Una medianoche de éstas iba yo de mi soledad a mis tomógrafos (turno haitiano: ¡hora cero a un Octo!) y reparé que son dos mis columnas en crisis. La punzada por puñalitos de vidrio en lumbares 3 y 5. Y ésta, digital, caída en la mormosa monotonía de que no hay nada nuevo sobre qué informar. ¿Es así? ¿Puede producir hechos nuevos un país inmóvil y atorado de sí mismo?
Introducido a presión en el sarcófago de ondas (espero que en la próxima recurran a untarme o algo así) descubrí que siendo espacio kafkiano sumo, es sitio tan literario y cómodo como una mesita del café La Paz. Queda tantísimamente solo el cuerpo y tan a sus anchas la imaginación que la sesión se convierte en un módico viaje a la Luna. Pena que dure solo una hora y que volví tan anciano como partí. El radiólogo (boliviano) me dio trato de párvulo (ya lo saben, calmita, despacito: diminutivo al mango) Con esmero y cantito (de Potosí) me devolvió a la vertical y yo al bastón que siempre que lo olvidé se la bancó.

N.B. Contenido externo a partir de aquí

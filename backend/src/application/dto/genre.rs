use crate::domain::{base::Entity, Genre};
use chrono::{DateTime, Utc};
use serde::Serialize;

#[derive(Debug, Clone, PartialEq, Eq)]
pub struct CreateGenreCommand {
    pub name: Option<String>,
    pub is_active: bool,
    pub categories: Vec<String>,
}

impl CreateGenreCommand {
    pub fn with(name: Option<&str>, is_active: bool, categories: &[&str]) -> Self {
        CreateGenreCommand {
            name: name.map(str::to_string),
            is_active,
            categories: categories.iter().map(|id| id.to_string()).collect(),
        }
    }
}

#[derive(Debug, Clone, PartialEq, Eq, Serialize)]
pub struct CreateGenreOutput {
    pub id: String,
}

impl From<&Genre> for CreateGenreOutput {
    fn from(genre: &Genre) -> Self {
        CreateGenreOutput {
            id: genre.id().to_string(),
        }
    }
}

#[derive(Debug, Clone, PartialEq, Eq)]
pub struct UpdateGenreCommand {
    pub id: String,
    pub name: Option<String>,
    pub is_active: bool,
    pub categories: Vec<String>,
}

impl UpdateGenreCommand {
    pub fn with(id: &str, name: Option<&str>, is_active: bool, categories: &[&str]) -> Self {
        UpdateGenreCommand {
            id: id.to_string(),
            name: name.map(str::to_string),
            is_active,
            categories: categories.iter().map(|id| id.to_string()).collect(),
        }
    }
}

#[derive(Debug, Clone, PartialEq, Eq, Serialize)]
pub struct UpdateGenreOutput {
    pub id: String,
}

impl From<&Genre> for UpdateGenreOutput {
    fn from(genre: &Genre) -> Self {
        UpdateGenreOutput {
            id: genre.id().to_string(),
        }
    }
}

#[derive(Debug, Clone, PartialEq, Eq, Serialize)]
pub struct GenreOutput {
    pub id: String,
    pub name: Option<String>,
    pub is_active: bool,
    pub categories: Vec<String>,
    pub created_at: DateTime<Utc>,
    pub updated_at: DateTime<Utc>,
    pub deleted_at: Option<DateTime<Utc>>,
}

impl From<&Genre> for GenreOutput {
    fn from(genre: &Genre) -> Self {
        GenreOutput {
            id: genre.id().to_string(),
            name: genre.name().map(str::to_string),
            is_active: genre.is_active(),
            categories: genre.categories().iter().map(|id| id.to_string()).collect(),
            created_at: genre.created_at(),
            updated_at: genre.updated_at(),
            deleted_at: genre.deleted_at(),
        }
    }
}

#[derive(Debug, Clone, PartialEq, Eq, Serialize)]
pub struct GenreListOutput {
    pub id: String,
    pub name: Option<String>,
    pub is_active: bool,
    pub categories: Vec<String>,
    pub created_at: DateTime<Utc>,
    pub deleted_at: Option<DateTime<Utc>>,
}

impl From<&Genre> for GenreListOutput {
    fn from(genre: &Genre) -> Self {
        GenreListOutput {
            id: genre.id().to_string(),
            name: genre.name().map(str::to_string),
            is_active: genre.is_active(),
            categories: genre.categories().iter().map(|id| id.to_string()).collect(),
            created_at: genre.created_at(),
            deleted_at: genre.deleted_at(),
        }
    }
}
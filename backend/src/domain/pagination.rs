/// Search and paging contracts shared by every listing
use super::value_objects::{CastMemberId, CategoryId, GenreId};
use serde::Serialize;

#[derive(Debug, Clone, Copy, PartialEq, Eq, Default, Serialize)]
#[serde(rename_all = "lowercase")]
pub enum SortDirection {
    #[default]
    Asc,
    Desc,
}

impl SortDirection {
    /// Anything other than `desc` (case-insensitive) sorts ascending
    pub fn of(value: &str) -> Self {
        if value.trim().eq_ignore_ascii_case("desc") {
            SortDirection::Desc
        } else {
            SortDirection::Asc
        }
    }

    pub fn as_sql(&self) -> &'static str {
        match self {
            SortDirection::Asc => "ASC",
            SortDirection::Desc => "DESC",
        }
    }
}

/// Search parameters. `page` is zero-based.
#[derive(Debug, Clone, PartialEq, Eq)]
pub struct SearchQuery {
    pub page: u32,
    pub per_page: u32,
    pub terms: String,
    pub sort: String,
    pub direction: SortDirection,
}

impl SearchQuery {
    pub fn new(
        page: u32,
        per_page: u32,
        terms: impl Into<String>,
        sort: impl Into<String>,
        direction: &str,
    ) -> Self {
        SearchQuery {
            page,
            per_page,
            terms: terms.into(),
            sort: sort.into(),
            direction: SortDirection::of(direction),
        }
    }

    pub fn offset(&self) -> u64 {
        self.page as u64 * self.per_page as u64
    }
}

impl Default for SearchQuery {
    fn default() -> Self {
        SearchQuery::new(0, 10, "", "", "asc")
    }
}

/// Video search: the common query narrowed by related aggregates.
/// An empty filter set does not restrict the result.
#[derive(Debug, Clone, PartialEq, Eq, Default)]
pub struct VideoSearchQuery {
    pub query: SearchQuery,
    pub categories: Vec<CategoryId>,
    pub genres: Vec<GenreId>,
    pub cast_members: Vec<CastMemberId>,
}

impl VideoSearchQuery {
    pub fn new(query: SearchQuery) -> Self {
        VideoSearchQuery {
            query,
            ..Default::default()
        }
    }

    pub fn with_categories(mut self, categories: Vec<CategoryId>) -> Self {
        self.categories = categories;
        self
    }

    pub fn with_genres(mut self, genres: Vec<GenreId>) -> Self {
        self.genres = genres;
        self
    }

    pub fn with_cast_members(mut self, cast_members: Vec<CastMemberId>) -> Self {
        self.cast_members = cast_members;
        self
    }
}

/// One page of results
#[derive(Debug, Clone, PartialEq, Serialize)]
pub struct Pagination<T> {
    pub current_page: u32,
    pub per_page: u32,
    pub total: u64,
    pub items: Vec<T>,
}

impl<T> Pagination<T> {
    pub fn new(current_page: u32, per_page: u32, total: u64, items: Vec<T>) -> Self {
        Pagination {
            current_page,
            per_page,
            total,
            items,
        }
    }

    pub fn map<U>(self, mapper: impl FnMut(T) -> U) -> Pagination<U> {
        Pagination {
            current_page: self.current_page,
            per_page: self.per_page,
            total: self.total,
            items: self.items.into_iter().map(mapper).collect(),
        }
    }
}

#[cfg(test)]
mod tests {
    use super::*;

    #[test]
    fn test_direction_parsing() {
        assert_eq!(SortDirection::of("desc"), SortDirection::Desc);
        assert_eq!(SortDirection::of("DESC"), SortDirection::Desc);
        assert_eq!(SortDirection::of("asc"), SortDirection::Asc);
        assert_eq!(SortDirection::of("sideways"), SortDirection::Asc);
    }

    #[test]
    fn test_offset() {
        let query = SearchQuery::new(2, 15, "", "name", "asc");
        assert_eq!(query.offset(), 30);
    }

    #[test]
    fn test_map_keeps_paging_metadata() {
        let page = Pagination::new(1, 2, 5, vec![1, 2]);
        let mapped = page.map(|n| n.to_string());

        assert_eq!(mapped.current_page, 1);
        assert_eq!(mapped.per_page, 2);
        assert_eq!(mapped.total, 5);
        assert_eq!(mapped.items, vec!["1".to_string(), "2".to_string()]);
    }
}
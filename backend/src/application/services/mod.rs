pub mod encoder_listener;

pub use encoder_listener::{
    EncodedVideoMetadata, EncoderErrorDetail, EncoderResult, EncoderResultListener,
    ListenerCallback, ListenerError, ListenerEvent, ListenerResult, ListenerStats,
};
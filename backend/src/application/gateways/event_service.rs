use crate::domain::{DomainEvent, DomainResult};
use serde::Serialize;

/// Outbound port for domain events (the encoder queue).
pub trait EventService {
    fn send<E>(&mut self, event: &E) -> DomainResult<()>
    where
        E: DomainEvent + Serialize;
}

Ya son 15 las veces. La última en librería Menéndez de Paraguay Street.
¿Que por qué tendría que importarle ésto al lector de columnas? Porque es mi semejante. ¿Qué qué relieve tiene? Seguro no menos que otros que aparecen en los medios como si tuvieran justa primacía.¿Merkel comiendo salchicha sin servilleta? ¿Infatuado escriba local recibiendo berreta medalla íbera con rostro rosáceo como un Borbón? ¿300 capos en Misa de Tarde en La Rosada para rogar caiga maná en la Caja y no haya que subir a helicópteros de apuro para una fuga en masa?
¿Cómo no preferir hablar de primicias que me acontecen y pueden ayudar, divertir o alimentar al lector? Nunca fui buen analista de lo que más se analiza en nuestro país: el bolero de Ravel. La más relevante noticia es la de cada uno y cada cual debería divulgarla a los demás sin tapujos de ningun grado. Al estos días recordado (por fin) Daniel Moyano, y a mí, Juan Carlos Onetti nos dijo en su piso de Madrid que nos dejáramos de joder con "la historia", que solo la habría cuando cada terrícola de los miles de millones, llegado a sus años maduros, registraras en unos pocos folios el relato de que creyó fue su vida. Que sumando luego ese infinito de textos, acotó, nos acercaríamos al menos "a una sombra de la historia humana". Su coincidencia con Shakespeare refuerza aun más su consejo.
En mi caso tuve la suerte de borronear mi primer verso a los 9 años y a los 12 un periódico casero (8 folios, mimeografo, lata de dulce de batata La Gioconda). Allí ya instaba a 15 lectores que integraban conmigo un equipito de futbol de Berisso a no pegar en el juego y abrazar a los rivales al final. Pep Guardiola. No es que fuera tan civilizado sino que por poco peleón la ligaba casi siempre (aunque tampoco tanto) Cristito top (porté la amarilla bandera papal por ser quien mejor conocía el catecismo) de allí en más me forjé una estética del vivir. Esa que nadie mejor que el poeta cubano Cintio Vitier grabó en solo una línea. "Solo existen dos cosas: comercio y poesía" Con ella voy de asombro en asombro y nada de lo extraño me es ajeno. Según viajé (y mucho: 72 países) sumé tantos "nosotros" que no creo quede en mi un "yo" original sino un licuado término medio de la especie. Budista en Jaipur, cristiano en Belén, musulmán en Nablus, judío en Tel Aviv (no, en Jerusalen no, porque es de todos, hasta de los ateos)
Pienso si es tarde que pío, pero no. Por 1962 (medio siglo) en Clarín, ya me esmeraba furtivo, a lo Ulises; en meter caballitos de troya literarios en noticias que debíamos exprimir hasta el grado del higo seco. Los queridos Portogalo, Bayer, Ure, Portantiero, Altamirano, coincidían conmigo en que era un infiltrado en la profesión y que la aprendería. En parte fue así. Pero lo cierto es que lo hice para no volver jamás al frigorífico.
No es que esté contra el periodismo. Siento que recién está naciendo el genuino, el planetario y que todos los seres son periodistas latentes. Que miles de millones de dedos estén en este instante entretjiendo sus vidas con mensajes de texto prueba que la idea de Onetti ya hormiguea sobre este cambio de época.